Decided: October 18, 2000



Defendants, the Rossittos, appeal from the grant of summary judgment by the Washington Superior Court in favor of plaintiff Northern Security Insurance Company.   Northern Security instituted a declaratory judgment action seeking a determination that if did not owe homeowner's liability insurance coverage to defendants for an accident involving all terrain vehicles (ATVs) that occurred on or near defendants' property.   Defendants claim that the trial court erred by (1) deciding a disputed issue of material fact regarding where the accident occurred in reaching summary judgment, (2) finding the insurance contract unambiguous, and (3) failing to address their affirmative defenses.   We reverse and remand.

The undisputed facts are as follows:  In June 1974, Paul and Mary Rossitto, residents of New York, purchased a camp at Neal's Pond in Lunenberg, Vermont.   They accessed this camp by a deeded right-of-way. Mr. Rossitto purchased a Northern Security homeowner's insurance policy on the Lunenberg property with Poulos Insurance of St. Johnsbury.   Mr. Rossitto died in 1989, and Mrs. Rossitto became the sole owner of the Vermont property.   On September 3, 1994, Mrs. Rossitto's sons, Joseph and Anthony, had an accident while the two were riding their ATVs.   Apparently, Joseph struck Anthony, injuring Anthony's leg and requiring his hospitalization.

The parties dispute, however, the exact location of the accident.   The Rossittos contend that the accident occurred on their property because the accident occurred on their right-of-way;  Northern Security contends that the right-of-way is not “property” within the meaning of the policy or, in the alternative, that the accident occurred completely off the Rossittos' right-of-way.

Anthony filed a personal injury lawsuit against his mother and Joseph in Queens County, New York, on August 8, 1995.   This underlying action has yet to be decided.   Northern Security, a Vermont corporation, first received notice of the accident on September 13, 1995.   Mrs. Rossitto and Joseph signed a nonwaiver agreement at their New York home on September 24, 1995, to allow Northern Security to investigate the claim while simultaneously defending them in the New York action.

On November 10, 1997, Northern Security requested that Washington County Superior Court declare that its liability policy with the Rossittos did not cover the accident, joining Anthony as a defendant in the action.   Both parties moved for summary judgment.   On March 22, 1999, the court granted Northern Security's motion on the ground that the ATV at the time of the accident was excluded from personal injury liability coverage.   This appeal followed.

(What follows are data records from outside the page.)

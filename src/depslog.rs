//! The deps log (§4.I): an append-only binary record of the implicit
//! dependencies (`deps = gcc|msvc`) discovered for each output, keyed by a
//! densely assigned per-path integer id rather than the path text, to keep
//! records small. Grounded in the teacher's `db.rs` binary-log idioms
//! (open-or-create, buffered reads, flush-per-write) but implements the
//! record layout the spec requires (high-bit record-type discriminator,
//! checksum-validated path records) rather than n2's own format.

use anyhow::{bail, Context, Result};
use std::collections::HashMap;
use std::fs::{File, OpenOptions};
use std::io::{Read, Write};

pub const MAGIC: &[u8; 12] = b"# ninjadeps\n";
pub const CURRENT_VERSION: u32 = 4;
const MAX_RECORD_SIZE: usize = 512 * 1024 - 1;
const DEPS_RECORD_BIT: u32 = 1 << 31;

#[derive(Debug, Clone)]
pub struct DepsRecord {
    pub mtime: i64,
    pub deps: Vec<u32>,
}

#[derive(Default)]
pub struct DepsLog {
    /// Path interned by file order; index is the node id assigned on load.
    pub paths: Vec<String>,
    pub path_ids: HashMap<String, u32>,
    pub deps: HashMap<u32, DepsRecord>,
}

impl DepsLog {
    pub fn lookup(&self, out_id: u32) -> Option<&DepsRecord> {
        self.deps.get(&out_id)
    }

    pub fn id_for(&self, path: &str) -> Option<u32> {
        self.path_ids.get(path).copied()
    }
}

/// Result of a load: the log itself, plus an optional warning describing a
/// truncated tail that was recovered from (§4.I, §8 S3). Truncation is not
/// a hard error — the log is simply rewound to the last complete record.
pub struct LoadResult {
    pub log: DepsLog,
    pub warning: Option<String>,
}

/// Outcome of attempting to fill `buf`: `Full` means every byte was read;
/// `Eof` means nothing at all was available (a clean end of stream);
/// `Truncated` means some but not all bytes were available (a torn write).
enum Fill {
    Full,
    Eof,
    Truncated,
}

fn fill(r: &mut impl Read, buf: &mut [u8]) -> Result<Fill> {
    let mut read = 0;
    while read < buf.len() {
        match r.read(&mut buf[read..]) {
            Ok(0) => {
                return Ok(if read == 0 { Fill::Eof } else { Fill::Truncated });
            }
            Ok(n) => read += n,
            Err(e) if e.kind() == std::io::ErrorKind::Interrupted => continue,
            Err(e) => return Err(e.into()),
        }
    }
    Ok(Fill::Full)
}

pub fn load(path: &str) -> Result<LoadResult> {
    let mut file = match File::open(path) {
        Ok(f) => f,
        Err(e) if e.kind() == std::io::ErrorKind::NotFound => {
            return Ok(LoadResult {
                log: DepsLog::default(),
                warning: None,
            })
        }
        Err(e) => return Err(e.into()),
    };

    let mut magic = [0u8; 12];
    if !matches!(fill(&mut file, &mut magic)?, Fill::Full) || &magic != MAGIC {
        bail!("{}: invalid deps log signature", path);
    }
    let mut version_bytes = [0u8; 4];
    if !matches!(fill(&mut file, &mut version_bytes)?, Fill::Full) {
        bail!("{}: truncated before version", path);
    }
    let version = u32::from_le_bytes(version_bytes);
    if version != CURRENT_VERSION {
        bail!("{}: unsupported deps log version {}", path, version);
    }

    let mut log = DepsLog::default();
    let mut consumed: u64 = 12 + 4;
    let mut warning = None;

    loop {
        let mut size_bytes = [0u8; 4];
        match fill(&mut file, &mut size_bytes)? {
            Fill::Eof => break,
            Fill::Truncated => {
                warning = Some(format!(
                    "{path}: recovering from truncated record header at offset {consumed}"
                ));
                break;
            }
            Fill::Full => {}
        }
        let raw = u32::from_le_bytes(size_bytes);
        let is_deps = raw & DEPS_RECORD_BIT != 0;
        let size = (raw & !DEPS_RECORD_BIT) as usize;
        if size > MAX_RECORD_SIZE {
            warning = Some(format!("{path}: recovering from corrupt oversized record"));
            break;
        }
        let mut payload = vec![0u8; size];
        if !matches!(fill(&mut file, &mut payload)?, Fill::Full) {
            warning = Some(format!(
                "{path}: recovering from truncated record at offset {consumed}"
            ));
            break;
        }
        consumed += 4 + size as u64;

        if is_deps {
            if size < 12 || (size - 12) % 4 != 0 {
                warning = Some(format!("{path}: recovering from malformed deps record"));
                break;
            }
            let out_id = u32::from_le_bytes(payload[0..4].try_into().unwrap());
            let mtime = i64::from_le_bytes(payload[4..12].try_into().unwrap());
            let mut deps = Vec::with_capacity((size - 12) / 4);
            let mut ok = true;
            for chunk in payload[12..].chunks_exact(4) {
                let id = u32::from_le_bytes(chunk.try_into().unwrap());
                if (id as usize) >= log.paths.len() {
                    ok = false;
                    break;
                }
                deps.push(id);
            }
            if !ok {
                warning = Some(format!(
                    "{path}: recovering from deps record referencing unknown path"
                ));
                break;
            }
            log.deps.insert(out_id, DepsRecord { mtime, deps });
        } else {
            if size < 4 {
                warning = Some(format!("{path}: recovering from malformed path record"));
                break;
            }
            let checksum_bytes = &payload[size - 4..];
            let checksum = u32::from_le_bytes(checksum_bytes.try_into().unwrap());
            let expected_id = log.paths.len() as u32;
            if checksum != !expected_id {
                warning = Some(format!(
                    "{path}: recovering from deps log checksum mismatch (concurrent writer?)"
                ));
                break;
            }
            let name_bytes = &payload[..size - 4];
            let end = name_bytes
                .iter()
                .rposition(|&b| b != 0)
                .map(|p| p + 1)
                .unwrap_or(0);
            let name = String::from_utf8_lossy(&name_bytes[..end]).into_owned();
            log.path_ids.insert(name.clone(), expected_id);
            log.paths.push(name);
        }
    }

    Ok(LoadResult { log, warning })
}

/// An open, append-mode writer for the deps log.
pub struct DepsLogWriter {
    file: File,
}

impl DepsLogWriter {
    pub fn create(path: &str) -> Result<Self> {
        let mut file = File::create(path).with_context(|| format!("creating deps log {path}"))?;
        file.write_all(MAGIC)?;
        file.write_all(&CURRENT_VERSION.to_le_bytes())?;
        file.flush()?;
        Ok(DepsLogWriter { file })
    }

    pub fn open_append(path: &str) -> Result<Self> {
        let file = OpenOptions::new()
            .append(true)
            .open(path)
            .with_context(|| format!("reopening deps log {path} for append"))?;
        Ok(DepsLogWriter { file })
    }

    fn write_path_record(&mut self, path: &str, id: u32) -> Result<()> {
        let pad = (4 - (path.len() % 4)) % 4;
        let size = path.len() + pad + 4;
        if size > MAX_RECORD_SIZE {
            bail!("path too long for deps log: {path}");
        }
        self.file.write_all(&(size as u32).to_le_bytes())?;
        self.file.write_all(path.as_bytes())?;
        self.file.write_all(&vec![0u8; pad])?;
        self.file.write_all(&(!id).to_le_bytes())?;
        self.file.flush()?;
        Ok(())
    }

    fn write_deps_record(&mut self, out_id: u32, mtime: i64, deps: &[u32]) -> Result<()> {
        let size = 4 + 8 + deps.len() * 4;
        if size > MAX_RECORD_SIZE {
            bail!("too many deps for a single record");
        }
        let raw = size as u32 | DEPS_RECORD_BIT;
        self.file.write_all(&raw.to_le_bytes())?;
        self.file.write_all(&out_id.to_le_bytes())?;
        self.file.write_all(&mtime.to_le_bytes())?;
        for &d in deps {
            self.file.write_all(&d.to_le_bytes())?;
        }
        self.file.flush()?;
        Ok(())
    }

    /// Record `deps` for `output`, interning any new paths first. A no-op
    /// if the log already has an identical record for this output.
    pub fn record_deps(
        &mut self,
        log: &mut DepsLog,
        output: &str,
        mtime: i64,
        inputs: &[String],
    ) -> Result<()> {
        let mut input_ids = Vec::with_capacity(inputs.len());
        for input in inputs {
            input_ids.push(self.intern(log, input)?);
        }
        let out_id = self.intern(log, output)?;

        if let Some(existing) = log.deps.get(&out_id) {
            if existing.mtime == mtime && existing.deps == input_ids {
                return Ok(());
            }
        }

        self.write_deps_record(out_id, mtime, &input_ids)?;
        log.deps.insert(
            out_id,
            DepsRecord {
                mtime,
                deps: input_ids,
            },
        );
        Ok(())
    }

    fn intern(&mut self, log: &mut DepsLog, path: &str) -> Result<u32> {
        if let Some(&id) = log.path_ids.get(path) {
            return Ok(id);
        }
        let id = log.paths.len() as u32;
        self.write_path_record(path, id)?;
        log.path_ids.insert(path.to_owned(), id);
        log.paths.push(path.to_owned());
        Ok(id)
    }
}

/// Rewrite the log preserving only deps entries whose output's in-edge
/// (per `still_has_deps`) still declares `deps = …`, re-densifying ids.
pub fn recompact(path: &str, log: &DepsLog, still_has_deps: impl Fn(&str) -> bool) -> Result<DepsLog> {
    let tmp_path = format!("{path}.recompact");
    let mut writer = DepsLogWriter::create(&tmp_path)?;
    let mut new_log = DepsLog::default();
    for (&out_id, record) in &log.deps {
        let out_path = &log.paths[out_id as usize];
        if !still_has_deps(out_path) {
            continue;
        }
        let input_paths: Vec<String> = record
            .deps
            .iter()
            .map(|&id| log.paths[id as usize].clone())
            .collect();
        writer.record_deps(&mut new_log, out_path, record.mtime, &input_paths)?;
    }
    std::fs::rename(&tmp_path, path)?;
    Ok(new_log)
}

 In its decision, the trial court assumed there were no disputed issues of material fact.   This was error because there exists a dispute with regard to where the accident actually occurred.   Defendants assert that the accident occurred on their right-of-way.   Northern Security contends that the accident occurred completely off defendants' property, including the right-of-way.   Furthermore, Northern Security asserts that defendants attempted to create a “sham issue” to oppose its motion for summary judgment by presenting an affidavit that conflicted with an earlier deposition.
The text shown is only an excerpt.